Medizin. Einer alten Volksweisheit zufolge ist eine Erkältung mit Fieber schneller überstanden als ohne. Ob da was dran ist, haben amerikanische und deutsche Forscher untersucht und ihre Ergebnisse in der Fachzeitschrift "Natur Immunology" veröffentlicht.

Von Kristin Raabe |
    Von der Maus bis zum Elefanten - jedes Säugetier leidet hin und wieder unter Fieber. Im Laufe der Evolution scheint sich Fieber als Reaktion auf Infektionskrankheiten bewährt zu haben. Warum eine erhöhte Körpertemperatur dem Organismus hilft, Erreger abzuwehren, beginnen Experten allerdings erst langsam zu verstehen. Stefan Rose-John von der Universität Kiel untersucht schon seit einigen Jahren, wie das menschliche Immunsystem auf Eindringlinge reagiert:

    "Die erste Reaktion ist, dass Blutzellen, das sind Monozyten und Makrophagen, erst mal merken, das etwas Fremdes im Körper ist, die haben dafür Rezeptoren, und jetzt teilen sie dem Rest des Körpers mit, das da was passiert ist, und dafür senden sie Zytokine auf den Weg, die dann sozusagen den lokalen Eintritt von Organismen zu einer systemischen Reaktion machen, weil diese Zytokine jetzt im ganzen Körper verbreitet sind."

    Zytokine sind Botenstoffe des Immunsystems und stellen so eine Art Alarmsystem unseres Körpers dar. Während sie im Blut zirkulieren, bringen sie die Botschaft von den fremden Eindringlingen überall hin. Dabei lösen sie die unterschiedlichsten Reaktionen aus, dazu zählt auch das Fieber. Unter Fieber können sich die Immunzellen viel besser an bestimmte so genannte Endothelzellen des Lymphsystems anheften und in das Lymphgewebe eindringen, wo sie schließlich die fremden Erreger bekämpfen. Wie das genau funktioniert, hat Stefan Rose-John zusammen mit amerikanischen Kollegen jetzt herausgefunden.

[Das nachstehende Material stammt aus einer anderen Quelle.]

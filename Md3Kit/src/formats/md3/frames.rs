//! Frame table

use super::cursor::BinaryCursor;
use super::types::Frame;
use super::{FRAME_NAME_SIZE, FRAME_SIZE};
use crate::error::Result;

/// Read `count` frame records starting at the cursor position.
///
/// # Errors
/// Returns [`Error::TruncatedData`](crate::Error::TruncatedData) if the
/// buffer ends inside the table; nothing is allocated in that case.
pub fn read_frames(cursor: &mut BinaryCursor<'_>, count: usize) -> Result<Vec<Frame>> {
    cursor.ensure(count * FRAME_SIZE)?;

    let mut frames = Vec::with_capacity(count);
    for _ in 0..count {
        frames.push(Frame {
            min_bounds: cursor.read_vec3()?,
            max_bounds: cursor.read_vec3()?,
            local_origin: cursor.read_vec3()?,
            radius: cursor.read_f32()?,
            name: cursor.read_fixed_string(FRAME_NAME_SIZE)?,
        });
    }
    Ok(frames)
}

#[cfg(test)]
mod tests {
    use super::*;
    use crate::error::Error;
    use byteorder::{LittleEndian, WriteBytesExt};

    fn frame_bytes(radius: f32, name: &[u8]) -> Vec<u8> {
        let mut out = Vec::new();
        for v in [-1.0f32, -2.0, -3.0, 1.0, 2.0, 3.0, 0.0, 0.0, 0.5] {
            out.write_f32::<LittleEndian>(v).unwrap();
        }
        out.write_f32::<LittleEndian>(radius).unwrap();
        let mut padded = [0u8; FRAME_NAME_SIZE];
        padded[..name.len()].copy_from_slice(name);
        out.extend_from_slice(&padded);
        out
    }

    #[test]
    fn test_read_two_frames() {
        let mut data = frame_bytes(4.0, b"idle01");
        data.extend(frame_bytes(5.0, b""));
        let frames = read_frames(&mut BinaryCursor::new(&data), 2).unwrap();

        assert_eq!(frames.len(), 2);
        assert_eq!(frames[0].min_bounds, [-1.0, -2.0, -3.0]);
        assert_eq!(frames[0].max_bounds, [1.0, 2.0, 3.0]);
        assert_eq!(frames[0].local_origin, [0.0, 0.0, 0.5]);
        assert_eq!(frames[0].name, "idle01");
        assert_eq!(frames[1].radius, 5.0);
        assert_eq!(frames[1].name, "");
    }

    #[test]
    fn test_truncated_table() {
        let data = frame_bytes(4.0, b"a");
        let err = read_frames(&mut BinaryCursor::new(&data), 2).unwrap_err();
        assert!(matches!(err, Error::TruncatedData { needed: 112, available: 56, .. }));
    }
}
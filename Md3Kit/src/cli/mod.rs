//! Md3Kit CLI - Command-line interface for MD3 model tools

pub mod commands;
pub mod progress;

use clap::Parser;
use commands::Commands;

#[derive(Parser)]
#[command(name = "md3kit")]
#[command(about = "Md3Kit: id Tech 3 MD3 model tools", long_about = None)]
#[command(version)]
struct Cli {
    #[command(subcommand)]
    command: Commands,
}

/// Run the Md3Kit CLI
///
/// # Errors
/// Returns an error if the selected command fails.
pub fn run_cli() -> anyhow::Result<()> {
    // Setup logging
    tracing_subscriber::fmt::init();

    let cli = Cli::parse();
    cli.command.execute()?;

    Ok(())
}
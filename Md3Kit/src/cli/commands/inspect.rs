//! `md3kit inspect`

use std::path::Path;

use anyhow::Context;
use serde::Serialize;

use crate::diagnostics::Diagnostic;
use crate::formats::md3::inspect::{Md3Info, check_engine_limits};
use crate::formats::md3::parse_md3_bytes_with;

#[derive(Serialize)]
struct InspectReport<'a> {
    #[serde(flatten)]
    info: &'a Md3Info,
    diagnostics: &'a [Diagnostic],
}

/// Inspect an MD3 file and display its structure.
pub fn execute(path: &Path, json: bool, lenient: bool) -> anyhow::Result<()> {
    let data = std::fs::read(path).with_context(|| format!("reading {}", path.display()))?;

    let mut diagnostics: Vec<Diagnostic> = Vec::new();
    let result = parse_md3_bytes_with(&data, &super::read_options(lenient), &mut diagnostics);
    let model = match result {
        Ok(model) => model,
        Err(e) => {
            for d in &diagnostics {
                eprintln!("{d}");
            }
            return Err(e).with_context(|| format!("decoding {}", path.display()));
        }
    };
    diagnostics.extend(check_engine_limits(&model));
    let info = Md3Info::from_model(&model);

    if json {
        let report = InspectReport { info: &info, diagnostics: &diagnostics };
        println!("{}", serde_json::to_string_pretty(&report)?);
        return Ok(());
    }

    println!("MD3 File Information");
    println!("====================");
    println!("Name:        {}", info.name);
    println!("Version:     {}", info.version);
    println!("Flags:       {:#x}", info.flags);
    println!("File size:   {} bytes", data.len());
    println!("Frames:      {}", info.num_frames);
    println!("Tags:        {}", info.num_tags);
    println!("Surfaces:    {}", info.num_surfaces);
    println!("Skins:       {}", info.num_skins);
    if let Some([min, max]) = info.bounds {
        println!("Bounds:      {min:?} .. {max:?}");
    }

    if !info.tag_names.is_empty() {
        println!();
        println!("Tags:");
        println!("-----");
        for (i, name) in info.tag_names.iter().enumerate() {
            println!("  [{i:2}] {name}");
        }
    }

    if !info.surfaces.is_empty() {
        println!();
        println!("Surfaces:");
        println!("---------");
        for surface in &info.surfaces {
            println!(
                "  [{:2}] {:20} | {:>5} verts | {:>5} triangles",
                surface.index, surface.name, surface.vertex_count, surface.triangle_count
            );
            for shader in &surface.shaders {
                println!("         shader: {shader}");
            }
        }
        println!();
        println!(
            "Total: {} vertices per frame, {} triangles",
            info.total_vertices(),
            info.total_triangles()
        );
    }

    if !diagnostics.is_empty() {
        println!();
        println!("Diagnostics:");
        println!("------------");
        for d in &diagnostics {
            println!("  {d}");
        }
    }

    Ok(())
}
fn main() -> anyhow::Result<()> {
    md3kit::cli::run_cli()
}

Auch da spielen Zytokine eine wichtige Rolle, vor allem das so genannte Interleukin 6, oder auch Il 6.

    "Was wir aber gefunden haben, bei diesem Interleukin 6, das ist, dass der Rezeptor aus zwei Teilen besteht, nämlich aus einer bindenden und einer signalisierende Untereinheit, und dass die bindende Untereinheit von der Oberfläche der Zelle abgeschnitten werden kann."

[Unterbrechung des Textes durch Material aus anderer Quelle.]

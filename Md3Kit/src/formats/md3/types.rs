//! Decoded MD3 data structures.

#![allow(clippy::cast_possible_wrap)]

use glam::{Mat3, Mat4, Vec3};
use serde::Serialize;

use super::normal::PackedNormal;
use super::{MD3_IDENT, MD3_VERSION, MD3_XYZ_SCALE};
use crate::error::{Error, Result};

/// Per-frame bounds and origin.
#[derive(Debug, Clone, PartialEq, Serialize)]
pub struct Frame {
    pub min_bounds: [f32; 3],
    pub max_bounds: [f32; 3],
    pub local_origin: [f32; 3],
    pub radius: f32,
    pub name: String,
}

/// A named attachment point for one frame.
///
/// `axis` holds three row vectors (forward, left, up) of a left-handed
/// basis. No handedness conversion is applied.
#[derive(Debug, Clone, PartialEq, Serialize)]
pub struct Tag {
    pub name: String,
    pub origin: [f32; 3],
    pub axis: [[f32; 3]; 3],
}

impl Tag {
    pub fn forward(&self) -> Vec3 {
        Vec3::from_array(self.axis[0])
    }

    pub fn left(&self) -> Vec3 {
        Vec3::from_array(self.axis[1])
    }

    pub fn up(&self) -> Vec3 {
        Vec3::from_array(self.axis[2])
    }

    /// The orientation with forward, left, and up as matrix rows.
    pub fn axis_matrix(&self) -> Mat3 {
        Mat3::from_cols(self.forward(), self.left(), self.up()).transpose()
    }

    /// Tag-space to model-space transform: a point `p` attached to the tag
    /// lands at `origin + p.x * forward + p.y * left + p.z * up`.
    pub fn transform(&self) -> Mat4 {
        Mat4::from_cols(
            self.forward().extend(0.0),
            self.left().extend(0.0),
            self.up().extend(0.0),
            Vec3::from_array(self.origin).extend(1.0),
        )
    }
}

/// All tags of one frame, in file order.
#[derive(Debug, Clone, PartialEq, Serialize)]
pub struct TagFrame {
    pub tags: Vec<Tag>,
}

/// A material reference on a surface.
#[derive(Debug, Clone, PartialEq, Serialize)]
pub struct Shader {
    pub name: String,
    /// Declared index; equals the shader's position in its table.
    pub index: i32,
}

/// Three vertex indices into the owning surface, each `< num_verts`.
#[derive(Debug, Clone, Copy, PartialEq, Eq, Serialize)]
pub struct Triangle {
    pub indexes: [u32; 3],
}

/// Unscaled texture coordinate for one vertex, shared by every frame.
#[derive(Debug, Clone, Copy, PartialEq, Serialize)]
pub struct TexCoord {
    pub u: f32,
    pub v: f32,
}

/// One vertex of one frame.
///
/// The stored (quantized) values are kept next to the decoded ones so a
/// decoded model re-encodes bit for bit.
#[derive(Debug, Clone, Copy, PartialEq, Serialize)]
pub struct Vertex {
    /// Stored coordinates, in 1/64 units.
    pub xyz: [i16; 3],
    pub packed_normal: PackedNormal,
    /// `xyz` scaled to model units.
    pub position: [f32; 3],
    /// `packed_normal` decoded to a unit vector.
    pub normal: [f32; 3],
}

impl Vertex {
    pub fn from_raw(xyz: [i16; 3], packed_normal: PackedNormal) -> Self {
        Self {
            xyz,
            packed_normal,
            position: [
                f32::from(xyz[0]) * MD3_XYZ_SCALE,
                f32::from(xyz[1]) * MD3_XYZ_SCALE,
                f32::from(xyz[2]) * MD3_XYZ_SCALE,
            ],
            normal: packed_normal.decode().to_array(),
        }
    }

    /// Quantize a position and normal the way the format stores them.
    /// Coordinates outside the `i16` range saturate.
    #[allow(clippy::cast_possible_truncation)]
    pub fn from_position(position: Vec3, normal: Vec3) -> Self {
        let q = (position / MD3_XYZ_SCALE).round();
        let clamp = |c: f32| c.clamp(f32::from(i16::MIN), f32::from(i16::MAX)) as i16;
        Self::from_raw([clamp(q.x), clamp(q.y), clamp(q.z)], PackedNormal::encode(normal))
    }
}

/// One mesh of the model with its own per-frame vertex animation.
#[derive(Debug, Clone, PartialEq, Serialize)]
pub struct Surface {
    pub name: String,
    pub flags: i32,
    pub num_frames: usize,
    pub num_verts: usize,
    pub num_triangles: usize,
    pub num_shaders: usize,
    pub shaders: Vec<Shader>,
    pub triangles: Vec<Triangle>,
    /// One per unique vertex (`num_verts` entries).
    pub tex_coords: Vec<TexCoord>,
    /// Frame-major: `num_frames * num_verts` entries.
    pub vertices: Vec<Vertex>,
}

impl Surface {
    /// Build a surface, taking the counts from the collections.
    /// `num_verts` is the number of texture coordinates.
    pub fn new(
        name: impl Into<String>,
        num_frames: usize,
        shaders: Vec<Shader>,
        triangles: Vec<Triangle>,
        tex_coords: Vec<TexCoord>,
        vertices: Vec<Vertex>,
    ) -> Self {
        Self {
            name: name.into(),
            flags: 0,
            num_frames,
            num_verts: tex_coords.len(),
            num_triangles: triangles.len(),
            num_shaders: shaders.len(),
            shaders,
            triangles,
            tex_coords,
            vertices,
        }
    }

    /// The vertices of a single frame.
    pub fn frame_vertices(&self, frame: usize) -> Option<&[Vertex]> {
        if frame >= self.num_frames {
            return None;
        }
        let start = frame * self.num_verts;
        self.vertices.get(start..start + self.num_verts)
    }

    /// The texture coordinates at a triangle's three corners.
    pub fn triangle_tex_coords(&self, triangle: usize) -> Option<[TexCoord; 3]> {
        let tri = self.triangles.get(triangle)?;
        let corner = |i: usize| self.tex_coords.get(tri.indexes[i] as usize).copied();
        Some([corner(0)?, corner(1)?, corner(2)?])
    }

    /// Check counts against collection lengths and triangle indices.
    /// Shader indices are left alone so leniently decoded models re-encode.
    ///
    /// # Errors
    /// Returns the matching taxonomy error for the first violation.
    pub fn validate(&self, index: usize, model_frames: usize) -> Result<()> {
        if self.num_frames != model_frames {
            return Err(Error::InconsistentFrameCount {
                surface: index,
                expected: model_frames,
                found: self.num_frames as i64,
            });
        }
        check_len("shader", self.num_shaders, self.shaders.len())?;
        check_len("triangle", self.num_triangles, self.triangles.len())?;
        check_len("texcoord", self.num_verts, self.tex_coords.len())?;
        check_len("vertex", self.num_frames * self.num_verts, self.vertices.len())?;

        for (t, tri) in self.triangles.iter().enumerate() {
            if let Some(&bad) = tri.indexes.iter().find(|&&i| i as usize >= self.num_verts) {
                return Err(Error::IndexOutOfRange {
                    triangle: t,
                    index: i32::try_from(bad).unwrap_or(i32::MAX),
                    vertex_count: self.num_verts,
                });
            }
        }
        Ok(())
    }
}

fn check_len(field: &'static str, declared: usize, actual: usize) -> Result<()> {
    if declared != actual {
        return Err(Error::InvalidCount {
            field,
            count: declared as i64,
            max: actual,
        });
    }
    Ok(())
}

/// A decoded MD3 model.
#[derive(Debug, Clone, PartialEq, Serialize)]
pub struct Md3Model {
    pub ident: [u8; 4],
    pub version: i32,
    pub name: String,
    pub flags: i32,
    pub num_frames: usize,
    pub num_tags: usize,
    pub num_surfaces: usize,
    /// Stored but unused by the format.
    pub num_skins: i32,
    pub frames: Vec<Frame>,
    /// `num_frames` buckets of `num_tags` tags each.
    pub tag_frames: Vec<TagFrame>,
    pub surfaces: Vec<Surface>,
}

impl Md3Model {
    /// Build a model, taking the counts from the collections.
    pub fn new(
        name: impl Into<String>,
        frames: Vec<Frame>,
        tag_frames: Vec<TagFrame>,
        surfaces: Vec<Surface>,
    ) -> Self {
        let num_tags = tag_frames.first().map_or(0, |f| f.tags.len());
        Self {
            ident: MD3_IDENT,
            version: MD3_VERSION,
            name: name.into(),
            flags: 0,
            num_frames: frames.len(),
            num_tags,
            num_surfaces: surfaces.len(),
            num_skins: 0,
            frames,
            tag_frames,
            surfaces,
        }
    }

    pub fn tags_for_frame(&self, frame: usize) -> Option<&[Tag]> {
        self.tag_frames.get(frame).map(|f| f.tags.as_slice())
    }

    pub fn tag(&self, frame: usize, tag: usize) -> Option<&Tag> {
        self.tags_for_frame(frame)?.get(tag)
    }

    /// One tag followed through every frame.
    pub fn tag_track(&self, tag: usize) -> impl Iterator<Item = &Tag> + '_ {
        self.tag_frames.iter().filter_map(move |f| f.tags.get(tag))
    }

    /// Tag names as they appear in the first frame.
    pub fn tag_names(&self) -> Vec<&str> {
        self.tags_for_frame(0)
            .map(|tags| tags.iter().map(|t| t.name.as_str()).collect())
            .unwrap_or_default()
    }

    pub fn surface_by_name(&self, name: &str) -> Option<&Surface> {
        self.surfaces.iter().find(|s| s.name == name)
    }

    /// Union of all frame bounding boxes, or `None` without frames.
    pub fn bounds(&self) -> Option<(Vec3, Vec3)> {
        self.frames.iter().fold(None, |acc, f| {
            let (min, max) = (Vec3::from_array(f.min_bounds), Vec3::from_array(f.max_bounds));
            Some(match acc {
                Some((lo, hi)) => (min.min(lo), max.max(hi)),
                None => (min, max),
            })
        })
    }

    /// Check every structural invariant a decoded model guarantees.
    ///
    /// # Errors
    /// Returns the matching taxonomy error for the first violation.
    pub fn validate(&self) -> Result<()> {
        check_len("frame", self.num_frames, self.frames.len())?;
        check_len("tag frame", self.num_frames, self.tag_frames.len())?;
        for tag_frame in &self.tag_frames {
            check_len("tag", self.num_tags, tag_frame.tags.len())?;
        }
        check_len("surface", self.num_surfaces, self.surfaces.len())?;
        for (index, surface) in self.surfaces.iter().enumerate() {
            surface.validate(index, self.num_frames)?;
        }
        Ok(())
    }

    /// The whole model as pretty-printed JSON.
    ///
    /// # Errors
    /// Returns [`Error::JsonError`] if serialization fails.
    pub fn to_json(&self) -> Result<String> {
        Ok(serde_json::to_string_pretty(self)?)
    }

    /// Log the full structure at debug level.
    pub fn log_summary(&self) {
        tracing::debug!(
            name = %self.name,
            version = self.version,
            flags = self.flags,
            frames = self.num_frames,
            tags = self.num_tags,
            surfaces = self.num_surfaces,
            skins = self.num_skins,
            "MD3 model"
        );
        for (i, frame) in self.frames.iter().enumerate() {
            tracing::debug!(
                "  frame {i} '{}': min {:?} max {:?} origin {:?} radius {}",
                frame.name, frame.min_bounds, frame.max_bounds, frame.local_origin, frame.radius
            );
        }
        for (i, name) in self.tag_names().iter().enumerate() {
            tracing::debug!("  tag {i}: {name}");
        }
        for (i, surface) in self.surfaces.iter().enumerate() {
            tracing::debug!(
                "  surface {i} '{}': {} verts, {} triangles, {} shaders",
                surface.name, surface.num_verts, surface.num_triangles, surface.num_shaders
            );
            for shader in &surface.shaders {
                tracing::debug!("    shader {}: {}", shader.index, shader.name);
            }
        }
    }
}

    Die Endothel-Zellen, an die sich die Immunzellen anheften müssen, haben eigentlich keinen Rezeptor für Interleukin 6, das durch das Fieber freigesetzt wird. Sie können erst mit dem löslichen Rezeptor aus dem Blut auf Interleukin 6 reagieren. Erst dann wissen die Immunzellen, wo der Kampf gegen die Eindringlinge stattfindet, und es gelingt ihnen, bis an den Ort des Geschehens vorzudringen. ein komplizierter aber hocheffizienter Prozess, der ohne Fieber nicht stattfinden würde.

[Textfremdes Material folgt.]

//! Surface blocks
//!
//! A surface block starts with its own 108-byte header. Every offset in that
//! header is relative to the start of the block, not the file, and
//! `ofs_end` is the distance to the next block.

#![allow(clippy::cast_possible_truncation, clippy::cast_possible_wrap, clippy::cast_sign_loss)]

use std::io::Write;

use byteorder::{LittleEndian, WriteBytesExt};

use super::cursor::BinaryCursor;
use super::header::check_count;
use super::layout::{Span, check_overlaps, seek_declared};
use super::normal::PackedNormal;
use super::options::ReadOptions;
use super::types::{Shader, Surface, TexCoord, Triangle, Vertex};
use super::writer::write_name;
use super::{
    MAX_QPATH, MD3_IDENT, SHADER_SIZE, SURFACE_HEADER_SIZE, TEXCOORD_SIZE, TRIANGLE_SIZE,
    VERTEX_SIZE,
};
use crate::diagnostics::{Diagnostic, DiagnosticSink};
use crate::error::{Error, Result, Section};

/// A surface block header, with counts and block-relative offsets as stored.
#[derive(Debug, Clone, PartialEq, Eq)]
pub struct SurfaceHeader {
    pub ident: [u8; 4],
    pub name: String,
    pub flags: i32,
    pub num_frames: i32,
    pub num_shaders: i32,
    pub num_verts: i32,
    pub num_triangles: i32,
    pub ofs_triangles: i32,
    pub ofs_shaders: i32,
    pub ofs_st: i32,
    pub ofs_xyz_normals: i32,
    /// Size of the whole block
    pub ofs_end: i32,
}

/// One sub-table as located by a surface header.
struct TableRef {
    name: &'static str,
    field: &'static str,
    offset: i32,
    count: i64,
    record: usize,
}

impl SurfaceHeader {
    /// Read the raw header at the cursor position. No validation.
    ///
    /// # Errors
    /// Returns [`Error::TruncatedData`] if fewer than 108 bytes remain.
    pub fn read(cursor: &mut BinaryCursor<'_>) -> Result<Self> {
        cursor.ensure(SURFACE_HEADER_SIZE)?;
        Ok(Self {
            ident: cursor.read_array::<4>()?,
            name: cursor.read_fixed_string(MAX_QPATH)?,
            flags: cursor.read_i32()?,
            num_frames: cursor.read_i32()?,
            num_shaders: cursor.read_i32()?,
            num_verts: cursor.read_i32()?,
            num_triangles: cursor.read_i32()?,
            ofs_triangles: cursor.read_i32()?,
            ofs_shaders: cursor.read_i32()?,
            ofs_st: cursor.read_i32()?,
            ofs_xyz_normals: cursor.read_i32()?,
            ofs_end: cursor.read_i32()?,
        })
    }

    pub fn write<W: Write>(&self, writer: &mut W) -> Result<()> {
        writer.write_all(&self.ident)?;
        write_name(writer, &self.name, MAX_QPATH)?;
        for value in [
            self.flags,
            self.num_frames,
            self.num_shaders,
            self.num_verts,
            self.num_triangles,
            self.ofs_triangles,
            self.ofs_shaders,
            self.ofs_st,
            self.ofs_xyz_normals,
            self.ofs_end,
        ] {
            writer.write_i32::<LittleEndian>(value)?;
        }
        Ok(())
    }

    fn tables(&self) -> [TableRef; 4] {
        [
            TableRef {
                name: "shader table",
                field: "shader",
                offset: self.ofs_shaders,
                count: i64::from(self.num_shaders),
                record: SHADER_SIZE,
            },
            TableRef {
                name: "triangle table",
                field: "triangle",
                offset: self.ofs_triangles,
                count: i64::from(self.num_triangles),
                record: TRIANGLE_SIZE,
            },
            TableRef {
                name: "texcoord table",
                field: "texcoord",
                offset: self.ofs_st,
                count: i64::from(self.num_verts),
                record: TEXCOORD_SIZE,
            },
            TableRef {
                name: "vertex table",
                field: "vertex",
                offset: self.ofs_xyz_normals,
                count: i64::from(self.num_frames) * i64::from(self.num_verts),
                record: VERTEX_SIZE,
            },
        ]
    }

    /// Check the header against the model and lay out its sub-tables.
    ///
    /// Every non-empty sub-table must lie between the end of the block
    /// header and the block's own `ofs_end`. Whether those bytes are
    /// actually present in the buffer is left to the reader.
    ///
    /// # Errors
    /// Returns [`Error::BadMagic`], [`Error::InvalidCount`],
    /// [`Error::InconsistentFrameCount`], [`Error::OffsetOutOfRange`] or
    /// [`Error::OverlappingTables`] for the first violation.
    pub fn validate(&self, index: usize, model_frames: usize) -> Result<()> {
        if self.ident != MD3_IDENT {
            return Err(Error::BadMagic { found: self.ident });
        }
        for (field, count) in [
            ("frame", self.num_frames),
            ("shader", self.num_shaders),
            ("vertex", self.num_verts),
            ("triangle", self.num_triangles),
        ] {
            if count < 0 {
                return Err(Error::InvalidCount { field, count: i64::from(count), max: 0 });
            }
        }
        if self.num_frames as usize != model_frames {
            return Err(Error::InconsistentFrameCount {
                surface: index,
                expected: model_frames,
                found: i64::from(self.num_frames),
            });
        }
        if self.ofs_end < 0 || (self.ofs_end as usize) < SURFACE_HEADER_SIZE {
            return Err(Error::OffsetOutOfRange {
                offset: i64::from(self.ofs_end),
                len: SURFACE_HEADER_SIZE,
            });
        }

        let extent = self.ofs_end as usize;
        let mut spans = vec![Span::new("surface header", 0, SURFACE_HEADER_SIZE)];
        for table in self.tables() {
            if table.count == 0 {
                continue;
            }
            if table.offset < 0 || table.offset as usize > extent {
                return Err(Error::OffsetOutOfRange {
                    offset: i64::from(table.offset),
                    len: extent,
                });
            }
            let room = extent - table.offset as usize;
            check_count(table.field, table.count, table.record, room)?;
            spans.push(Span::new(
                table.name,
                i64::from(table.offset),
                table.count as usize * table.record,
            ));
        }
        check_overlaps(&spans)
    }
}

/// Decode the surface block starting at the cursor position.
///
/// Returns the surface and the absolute offset where the block ends
/// according to its `ofs_end`.
///
/// # Errors
/// Returns the first structural violation, wrapped with the section and
/// offset it was found at.
pub fn read_surface(
    cursor: &mut BinaryCursor<'_>,
    index: usize,
    model_frames: usize,
    options: &ReadOptions,
    sink: &mut dyn DiagnosticSink,
) -> Result<(Surface, usize)> {
    let base = cursor.position();
    let section = Section::Surface { index };

    let header = SurfaceHeader::read(cursor).map_err(|e| e.at(section, base))?;
    header
        .validate(index, model_frames)
        .map_err(|e| e.at(section, base))?;
    let block_end = (base + header.ofs_end as usize) as i64;

    let num_verts = header.num_verts as usize;
    let num_frames = header.num_frames as usize;

    tracing::debug!(
        "surface {index} '{}' @ {base:#x}: {num_verts} verts, {} triangles, {} shaders",
        header.name,
        header.num_triangles,
        header.num_shaders
    );

    // Shaders
    let table = base + header.ofs_shaders.max(0) as usize;
    let section = Section::Shaders { surface: index };
    let count = header.num_shaders as usize;
    let mut shaders = Vec::new();
    if count > 0 {
        seek_declared(cursor, table as i64, block_end).map_err(|e| e.at(section, table))?;
        cursor.ensure(count * SHADER_SIZE).map_err(|e| e.at(section, table))?;
        shaders.reserve_exact(count);
        for position in 0..count {
            let record = cursor.position();
            let name = cursor.read_fixed_string(MAX_QPATH)?;
            let declared = cursor.read_i32()?;
            if i64::from(declared) != position as i64 {
                let err = Error::ShaderIndexMismatch { position, declared };
                if options.strict_shader_indices {
                    return Err(err.at(section, record));
                }
                sink.report(Diagnostic::warning(format!("surface {index}: {err}"), record));
            }
            shaders.push(Shader { name, index: declared });
        }
    }

    // Triangles
    let table = base + header.ofs_triangles.max(0) as usize;
    let section = Section::Triangles { surface: index };
    let count = header.num_triangles as usize;
    let mut triangles = Vec::new();
    if count > 0 {
        seek_declared(cursor, table as i64, block_end).map_err(|e| e.at(section, table))?;
        cursor.ensure(count * TRIANGLE_SIZE).map_err(|e| e.at(section, table))?;
        triangles.reserve_exact(count);
        for triangle in 0..count {
            let record = cursor.position();
            let mut indexes = [0u32; 3];
            for slot in &mut indexes {
                let vertex = cursor.read_i32()?;
                if vertex < 0 || vertex as usize >= num_verts {
                    return Err(Error::IndexOutOfRange {
                        triangle,
                        index: vertex,
                        vertex_count: num_verts,
                    }
                    .at(section, record));
                }
                *slot = vertex as u32;
            }
            triangles.push(Triangle { indexes });
        }
    }

    // Texture coordinates
    let table = base + header.ofs_st.max(0) as usize;
    let section = Section::TexCoords { surface: index };
    let mut tex_coords = Vec::new();
    if num_verts > 0 {
        seek_declared(cursor, table as i64, block_end).map_err(|e| e.at(section, table))?;
        cursor.ensure(num_verts * TEXCOORD_SIZE).map_err(|e| e.at(section, table))?;
        tex_coords.reserve_exact(num_verts);
        for _ in 0..num_verts {
            let u = cursor.read_f32()?;
            let v = cursor.read_f32()?;
            tex_coords.push(TexCoord { u, v });
        }
    }

    // Per-frame vertices, frame-major
    let table = base + header.ofs_xyz_normals.max(0) as usize;
    let section = Section::Vertices { surface: index };
    let count = num_frames * num_verts;
    let mut vertices = Vec::new();
    if count > 0 {
        seek_declared(cursor, table as i64, block_end).map_err(|e| e.at(section, table))?;
        cursor.ensure(count * VERTEX_SIZE).map_err(|e| e.at(section, table))?;
        vertices.reserve_exact(count);
        for _ in 0..count {
            let xyz = [cursor.read_i16()?, cursor.read_i16()?, cursor.read_i16()?];
            let normal = PackedNormal::from_u16(cursor.read_u16()?);
            vertices.push(Vertex::from_raw(xyz, normal));
        }
    }

    let surface = Surface {
        name: header.name,
        flags: header.flags,
        num_frames,
        num_verts,
        num_triangles: triangles.len(),
        num_shaders: shaders.len(),
        shaders,
        triangles,
        tex_coords,
        vertices,
    };
    Ok((surface, base + header.ofs_end as usize))
}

    "Wenn wir uns mal gefragt haben, sollten wir Fieber bekämpfen, dann würden wir jetzt sagen, nein, eigentlich sollten wir das nicht tun. In aller Regel - von vielleicht ganz extremen Situationen abgesehen - in aller Regel ist das ein Prozess, der dem Körper hilft, dass effektiv die Blutzellen dahin kommen, wo sie effektiv die Infektion bekämpfen können."

    Zu hoch darf Fieber allerdings nicht werden, dann sind auch die Zytokine außer Kontrolle. Es ist in jedem Fall richtig, bei Fieber einen Arzt um Rat zu fragen. Aber bei gesunden Erwachsenen ist es nicht verkehrt, das Fieber einfach einmal durchzustehen. Die Erkältung ist dann vermutlich schneller überstanden.